Print the first line of the data below and every one after it, through the line containing "an out-of-range reference", exactly as written.
═════ Record extracts ═════
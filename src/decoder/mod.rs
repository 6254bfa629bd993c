//! Binary plist decoder.
//!
//! Reads the trailer and offset table, then resolves object references
//! recursively starting at the declared root, rebuilding a [`Value`] tree.
//!
//! This is a best-effort, non-validating parser. Historically it never
//! surfaced an error: a short buffer, a bad magic, an out-of-range reference
//! or an unknown tag all degrade to [`Value::Null`] at the affected node,
//! and callers cannot distinguish "absent" from "malformed" without external
//! context. The typed failure reasons exist in [`crate::error`] and are
//! logged, but [`decode`] itself never panics and never errors.
//!
//! Shared references are resolved independently per occurrence: two
//! containers pointing at the same object index yield two value-equal but
//! non-aliased results. There is no reference cache across one decode.
//!
//! # Beispiel
//!
//! ```
//! use bplist::{decode, encode, Value};
//!
//! let bytes = encode("answer", &Value::Integer(42));
//! let value = decode(&bytes);
//! assert_eq!(value.lookup("answer"), Some(&Value::Integer(42)));
//!
//! // Malformed input degrades to null instead of raising.
//! assert_eq!(decode(b"not a plist"), Value::Null);
//! ```

use log::{debug, warn};

use crate::error::{Error, Result};
use crate::trailer::Trailer;
use crate::value::{Dictionary, Value};
use crate::{tag, width};

/// Guard against reference cycles in corrupt streams. The encoder cannot
/// produce cycles, so well-formed input never gets near this.
const MAX_DEPTH: usize = 512;

/// Decodes a binary plist buffer, degrading silently on malformed input.
pub fn decode(data: &[u8]) -> Value {
    let decoder = match Decoder::new(data) {
        Ok(decoder) => decoder,
        Err(e) => {
            debug!("not a decodable binary plist ({} bytes): {e}", data.len());
            return Value::Null;
        }
    };
    debug!(
        "parsing binary plist ({} bytes, {} objects, offset width {}, reference width {})",
        data.len(),
        decoder.trailer.num_objects,
        decoder.trailer.offset_size,
        decoder.trailer.ref_size
    );
    decoder.decode_node(decoder.trailer.root_object, 0)
}

struct Decoder<'a> {
    data: &'a [u8],
    trailer: Trailer,
}

impl<'a> Decoder<'a> {
    fn new(data: &'a [u8]) -> Result<Self> {
        let trailer = Trailer::read(data)?;
        Ok(Decoder { data, trailer })
    }

    /// Decodes the object at `index`, collapsing any failure to null.
    fn decode_node(&self, index: u64, depth: usize) -> Value {
        match self.try_decode_node(index, depth) {
            Ok(value) => value,
            Err(e) => {
                debug!("degrading object {index} to null: {e}");
                Value::Null
            }
        }
    }

    fn try_decode_node(&self, index: u64, depth: usize) -> Result<Value> {
        if depth > MAX_DEPTH {
            return Err(Error::RecursionLimitExceeded);
        }
        let position = self.resolve_object(index)?;
        let mut cur = Cursor { data: self.data, pos: position };
        let tag_byte = cur.peek_u8()?;

        match tag::marker(tag_byte) {
            // Sets carry the same payload shape as arrays.
            tag::ARRAY | tag::SET => self.read_array(&mut cur, depth),
            tag::DICT => self.read_dict(&mut cur, depth),
            tag::ASCII => self.read_ascii(&mut cur),
            tag::UNICODE => self.read_unicode(&mut cur),
            tag::UINT => Ok(Value::Integer(self.read_uint(&mut cur)?)),
            tag::REAL => self.read_real(&mut cur),
            tag::DATE => self.read_date(&mut cur),
            tag::DATA => self.read_data(&mut cur),
            tag::NULL => Ok(match tag_byte {
                tag::TRUE => Value::Bool(true),
                tag::FALSE => Value::Bool(false),
                _ => Value::Null,
            }),
            // UID and anything else this codec does not model.
            other => Err(Error::UnknownTag(other)),
        }
    }

    /// Bounds-checks `index` and follows the offset-table entry to the byte
    /// position of the object's tag byte.
    fn resolve_object(&self, index: u64) -> Result<usize> {
        let t = &self.trailer;
        if index >= t.num_objects {
            return Err(Error::OutOfRangeReference { index, count: t.num_objects });
        }
        let entry = t
            .offset_table_start
            .checked_add(index.saturating_mul(u64::from(t.offset_size)))
            .ok_or(Error::OutOfRangeReference { index, count: t.num_objects })?;
        let entry = self.position(entry)?;
        let offset = width::read_be(&self.data[entry..], t.offset_size)?;
        self.position(offset)
    }

    /// Converts a declared byte offset into a checked buffer position.
    fn position(&self, offset: u64) -> Result<usize> {
        if offset >= self.data.len() as u64 {
            return Err(Error::TruncatedBuffer {
                needed: usize::try_from(offset).unwrap_or(usize::MAX),
                available: self.data.len(),
            });
        }
        Ok(offset as usize)
    }

    /// Count from the tag byte's lower nibble, or from the embedded
    /// unsigned-integer object when the nibble is 0xF. Shared by the text,
    /// data, array and dictionary readers; the cursor ends up past the count.
    fn read_count(&self, cur: &mut Cursor<'a>) -> Result<u64> {
        let nibble = tag::count_nibble(cur.read_u8()?);
        if nibble == 0x0F {
            self.read_uint(cur)
        } else {
            Ok(u64::from(nibble))
        }
    }

    /// Reads a `0x1_` unsigned-integer object at the cursor. A non-integer
    /// marker yields 0, the historical "best effort" answer.
    fn read_uint(&self, cur: &mut Cursor<'a>) -> Result<u64> {
        let tag_byte = cur.read_u8()?;
        if tag::marker(tag_byte) != tag::UINT {
            debug!("expected integer object, found tag 0x{tag_byte:02X}");
            return Ok(0);
        }
        let exp = tag::count_nibble(tag_byte);
        if exp > 3 {
            let size = 1u8.checked_shl(u32::from(exp)).unwrap_or(u8::MAX);
            return Err(Error::UnsupportedWidth(size));
        }
        cur.read_be(1 << exp)
    }

    fn read_array(&self, cur: &mut Cursor<'a>, depth: usize) -> Result<Value> {
        let count = self.read_count(cur)?;
        let mut list = Vec::new();
        for _ in 0..count {
            let reference = cur.read_be(self.trailer.ref_size)?;
            // Failures inside a child stay local to that element.
            list.push(self.decode_node(reference, depth + 1));
        }
        Ok(Value::Array(list))
    }

    /// `count` key references followed by `count` value references. A key
    /// that is not a text value aborts the dictionary and returns what was
    /// collected so far.
    fn read_dict(&self, cur: &mut Cursor<'a>, depth: usize) -> Result<Value> {
        let count = self.read_count(cur)?;
        let mut key_refs = Vec::new();
        for _ in 0..count {
            key_refs.push(cur.read_be(self.trailer.ref_size)?);
        }
        let mut map = Dictionary::new();
        for key_ref in key_refs {
            let value_ref = cur.read_be(self.trailer.ref_size)?;
            let key = self.decode_node(key_ref, depth + 1);
            let Value::Text(key) = key else {
                warn!("{} (object {key_ref})", Error::InvalidDictionaryKey);
                return Ok(Value::Dictionary(map));
            };
            map.insert(key, self.decode_node(value_ref, depth + 1));
        }
        Ok(Value::Dictionary(map))
    }

    /// `0x5_`: one byte per character, Latin-1.
    fn read_ascii(&self, cur: &mut Cursor<'a>) -> Result<Value> {
        let count = self.read_count(cur)?;
        let bytes = cur.read_slice(usize::try_from(count).unwrap_or(usize::MAX))?;
        Ok(Value::Text(bytes.iter().map(|&b| char::from(b)).collect()))
    }

    /// `0x6_`: UTF-16BE, count in 16-bit units. Unpaired surrogates are
    /// replaced rather than rejected.
    fn read_unicode(&self, cur: &mut Cursor<'a>) -> Result<Value> {
        let count = usize::try_from(self.read_count(cur)?).unwrap_or(usize::MAX);
        let bytes = cur.read_slice(count.saturating_mul(2))?;
        let units: Vec<u16> = bytes
            .chunks_exact(2)
            .map(|pair| u16::from_be_bytes([pair[0], pair[1]]))
            .collect();
        Ok(Value::Text(String::from_utf16_lossy(&units)))
    }

    /// `0x2_`: nibble is log2 of the width. Only 4-byte floats and 8-byte
    /// doubles are supported, everything else decodes as 0.0.
    fn read_real(&self, cur: &mut Cursor<'a>) -> Result<Value> {
        let exp = self.read_count(cur)?;
        let size = 1u64 << exp.min(63);
        let value = match size {
            4 => {
                let bytes = cur.read_slice(4)?;
                f64::from(f32::from_be_bytes([bytes[0], bytes[1], bytes[2], bytes[3]]))
            }
            8 => {
                let mut raw = [0u8; 8];
                raw.copy_from_slice(cur.read_slice(8)?);
                f64::from_be_bytes(raw)
            }
            _ => {
                debug!("unsupported real width {size}, defaulting to 0.0");
                0.0
            }
        };
        Ok(Value::Real(value))
    }

    /// `0x33`: an 8-byte double holding Unix-epoch seconds. Any width other
    /// than 8 yields null.
    fn read_date(&self, cur: &mut Cursor<'a>) -> Result<Value> {
        let exp = self.read_count(cur)?;
        if exp != 3 {
            debug!("unsupported date width nibble {exp}, defaulting to null");
            return Ok(Value::Null);
        }
        let mut raw = [0u8; 8];
        raw.copy_from_slice(cur.read_slice(8)?);
        let seconds = f64::from_be_bytes(raw);
        Ok(Value::DateTime(seconds as i64))
    }

    /// `0x4_`: raw bytes, copied out of the buffer.
    fn read_data(&self, cur: &mut Cursor<'a>) -> Result<Value> {
        let count = self.read_count(cur)?;
        let bytes = cur.read_slice(usize::try_from(count).unwrap_or(usize::MAX))?;
        Ok(Value::ByteString(bytes.to_vec()))
    }
}

/// Byte cursor over the object stream.
struct Cursor<'a> {
    data: &'a [u8],
    pos: usize,
}

impl<'a> Cursor<'a> {
    fn peek_u8(&self) -> Result<u8> {
        self.data.get(self.pos).copied().ok_or(Error::TruncatedBuffer {
            needed: self.pos + 1,
            available: self.data.len(),
        })
    }

    fn read_u8(&mut self) -> Result<u8> {
        let byte = self.peek_u8()?;
        self.pos += 1;
        Ok(byte)
    }

    fn read_be(&mut self, size: u8) -> Result<u64> {
        let value = width::read_be(&self.data[self.pos..], size)?;
        self.pos += usize::from(size);
        Ok(value)
    }

    fn read_slice(&mut self, len: usize) -> Result<&'a [u8]> {
        let end = self.pos.checked_add(len).ok_or(Error::TruncatedBuffer {
            needed: usize::MAX,
            available: self.data.len(),
        })?;
        let slice = self.data.get(self.pos..end).ok_or(Error::TruncatedBuffer {
            needed: end,
            available: self.data.len(),
        })?;
        self.pos = end;
        Ok(slice)
    }
}

#[cfg(test)]
mod tests;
═════
## Solution for this problem
filename src/decoder/mod.rs
repository 6254bfa629bd993c
//! Binary plist decoder.
//!
//! Reads the trailer and offset table, then resolves object references
//! recursively starting at the declared root, rebuilding a [`Value`] tree.
//!
//! This is a best-effort, non-validating parser. Historically it never
//! surfaced an error: a short buffer, a bad magic, an out-of-range reference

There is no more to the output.